→ **TASK REQUIREMENTS**: Quote the material below exactly as written, from the first line to the line that holds "pub fn events(&self)", endpoints included.
=== Section Start ===
/// Records every call, and keeps transfers pending until the test
/// completes them
#[derive(Default)]
pub(crate) struct MockDeviceDriver {
    events: Mutex<Vec<DeviceEvent>>,
    pending: Mutex<Vec<Arc<Transfer>>>,
    history: Mutex<Vec<Arc<Transfer>>>,
    responder: Mutex<Option<Responder>>,
    refused: Mutex<Vec<u8>>,
}

impl MockDeviceDriver {
    fn record(&self, event: DeviceEvent) {
        self.events.lock().push(event);
    }

    pub fn events(&self) -> Vec<DeviceEvent> {
        self.events.lock().clone()
    }

    /// Number of transfers handed to the driver
    pub fn requests(&self) -> usize {
        self.history.lock().len()
    }

    pub fn stalls(&self) -> usize {
        self.events
            .lock()
            .iter()
            .filter(|event| **event == DeviceEvent::Ep0Stall)
            .count()
    }

    /// Remove the oldest pending transfer on `address`
    pub fn take(&self, address: u8) -> Option<Arc<Transfer>> {
        let mut pending = self.pending.lock();
        let index = pending
            .iter()
            .position(|transfer| u8::from(transfer.endpoint()) == address)?;
        Some(pending.remove(index))
    }

    /// The most recent transfer on `address`, pending or not
    pub fn last(&self, address: u8) -> Option<Arc<Transfer>> {
        self.history
            .lock()
            .iter()
            .rev()
            .find(|transfer| u8::from(transfer.endpoint()) == address)
            .cloned()
    }

    pub fn set_responder(
        &self,
        responder: impl Fn(&Transfer) -> Option<Result<usize>> + Send + Sync + 'static,
    ) {
        *self.responder.lock() = Some(Arc::new(responder));
    }

    /// Fail `ep_enable` for endpoint `address`
    pub fn refuse_enable(&self, address: u8) {
        self.refused.lock().push(address);
    }
}

impl DeviceDriver for MockDeviceDriver {
    fn run(&self) -> Result<()> {
        self.record(DeviceEvent::Run);
        Ok(())
    }
    fn stop(&self) -> Result<()> {
        self.record(DeviceEvent::Stop);
        Ok(())
    }
    fn xfer_request(&self, transfer: &Arc<Transfer>) -> Result<()> {
        self.record(DeviceEvent::Xfer(
            u8::from(transfer.endpoint()),
            transfer.length(),
        ));
        self.history.lock().push(Arc::clone(transfer));
        let responder = self.responder.lock().clone();
        match responder.and_then(|responder| responder(transfer)) {
            Some(result) => complete_later(Arc::clone(transfer), result),
            None => self.pending.lock().push(Arc::clone(transfer)),
        }
        Ok(())
    }
    fn xfer_cancel(&self, transfer: &Arc<Transfer>) -> Result<()> {
        self.record(DeviceEvent::Cancel(u8::from(transfer.endpoint())));
        self.pending
            .lock()
            .retain(|pending| !Arc::ptr_eq(pending, transfer));
        Ok(())
    }
    fn ep_enable(&self, desc: &EndpointDescriptor) -> Result<()> {
        if self.refused.lock().contains(&desc.address) {
            return Err(Error::NotSup);
        }
        self.record(DeviceEvent::EpEnable(desc.address));
        Ok(())
    }
    fn ep_disable(&self, address: EndpointAddress) -> Result<()> {
        self.record(DeviceEvent::EpDisable(u8::from(address)));
        Ok(())
    }
    fn ep_halt(&self, address: EndpointAddress, halt: bool) -> Result<()> {
        self.record(DeviceEvent::Halt(u8::from(address), halt));
        Ok(())
    }
    fn ep0_stall(&self) -> Result<()> {
        self.record(DeviceEvent::Ep0Stall);
        Ok(())
    }
    fn addr_set(&self, address: u8) -> Result<()> {
        self.record(DeviceEvent::Address(address));
        Ok(())
    }
    fn config_set(&self, value: u8) -> Result<()> {
        self.record(DeviceEvent::Config(value));
        Ok(())
    }
    fn pullup(&self, on: bool) -> Result<()> {
        self.record(DeviceEvent::Pullup(on));
        Ok(())
    }
}

pub(crate) struct DeviceFixture {
    pub device: Device,
    pub driver: Arc<MockDeviceDriver>,
}

impl DeviceFixture {
    /// Finish one control request that has no data stage
    pub fn no_data_request(&self, setup: SetupPacket) {
        self.device.setup_received(&setup.to_bytes()).unwrap();
        self.driver.take(0x80).unwrap().complete(Ok(0));
    }

    pub fn address_and_configure(&self, value: u8) {
        self.no_data_request(SetupPacket::set_address(1));
        self.no_data_request(SetupPacket::set_configuration(value));
    }
}

/// A device with three endpoint pairs and one empty configuration
pub(crate) fn device() -> DeviceFixture {
    let driver = Arc::new(MockDeviceDriver::default());
    let device = Device::new(
        &library(),
        driver.clone(),
        DeviceDescriptor {
            id_vendor: VID,
            id_product: PID,
            ..Default::default()
        },
        DeviceOptions::default(),
    )
    .unwrap();
    for number in 1..=3 {
        device
            .ep_register(0x80 | number, TypeSupport::all(), 512)
            .unwrap();
        device.ep_register(number, TypeSupport::all(), 512).unwrap();
    }
    device.add_config(None).unwrap();
    DeviceFixture { device, driver }
}

#[derive(Debug, Clone, Copy, PartialEq, Eq)]
pub(crate) enum HostEvent {
    Start,
    Stop,
    Suspend,
    Resume,
    /// (device address, endpoint address)
    EpEnable(u8, u8),
    EpDisable(u8, u8),
    /// (device address, endpoint address, length)
    Xfer(u8, u8, usize),
    Cancel(u8, u8),
}

/// How the emulated device misbehaves on one request
#[derive(Debug, Clone, Copy, PartialEq, Eq)]
pub(crate) enum Fault {
    /// Fail the SETUP stage
    Fail(Error),
    /// Never finish the SETUP stage
    Hang,
}

/// A device behind the mock root hub that answers standard requests
struct Emulated {
    address: u8,
    device: Vec<u8>,
    config: Vec<u8>,
    configuration: u8,
    setup: Option<SetupPacket>,
}

impl Emulated {
    fn answer(&self, setup: &SetupPacket) -> Option<Vec<u8>> {
        match setup.request {
            Request::GET_DESCRIPTOR => match setup.descriptor_type_index() {
                (descriptor_type::DEVICE, _) => Some(self.device.clone()),
                (descriptor_type::CONFIGURATION, 0) => Some(self.config.clone()),
                (descriptor_type::STRING, 0) => Some(unicode::langid_descriptor(&[0x0409])),
                (descriptor_type::STRING, 1) => unicode::string_descriptor(b"usbstack").ok(),
                _ => None,
            },
            Request::GET_CONFIGURATION => Some(vec![self.configuration]),
            Request::GET_STATUS => Some(vec![0, 0]),
            _ => None,
        }
    }

    /// The status stage of a request without a data stage finished
    fn apply(&mut self, setup: &SetupPacket) {
        match setup.request {
            Request::SET_ADDRESS => self.address = setup.value as u8,
            Request::SET_CONFIGURATION => self.configuration = setup.value as u8,
            _ => {}
        }
    }
}

/// A host controller with emulated devices on endpoint zero
///
/// Data endpoints behave like [`MockDeviceDriver`]: a responder decides,
/// or the transfer stays pending.
#[derive(Default)]
pub(crate) struct MockHostDriver {
    events: Mutex<Vec<HostEvent>>,
    stages: Mutex<Vec<u8>>,
    setups: Mutex<Vec<(u8, SetupPacket)>>,
    devices: Mutex<Vec<Emulated>>,
    faults: Mutex<Vec<(u8, Fault)>>,
    pending: Mutex<Vec<Arc<Transfer>>>,
    responder: Mutex<Option<Responder>>,
    cancel_fault: Mutex<Option<Error>>,
    frame: AtomicU32,
}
=== Section End ===
→ **EXERCISE SOLUTION**:
/// Records every call, and keeps transfers pending until the test
/// completes them
#[derive(Default)]
pub(crate) struct MockDeviceDriver {
    events: Mutex<Vec<DeviceEvent>>,
    pending: Mutex<Vec<Arc<Transfer>>>,
    history: Mutex<Vec<Arc<Transfer>>>,
    responder: Mutex<Option<Responder>>,
    refused: Mutex<Vec<u8>>,
}

impl MockDeviceDriver {
    fn record(&self, event: DeviceEvent) {
        self.events.lock().push(event);
    }

    pub fn events(&self) -> Vec<DeviceEvent> {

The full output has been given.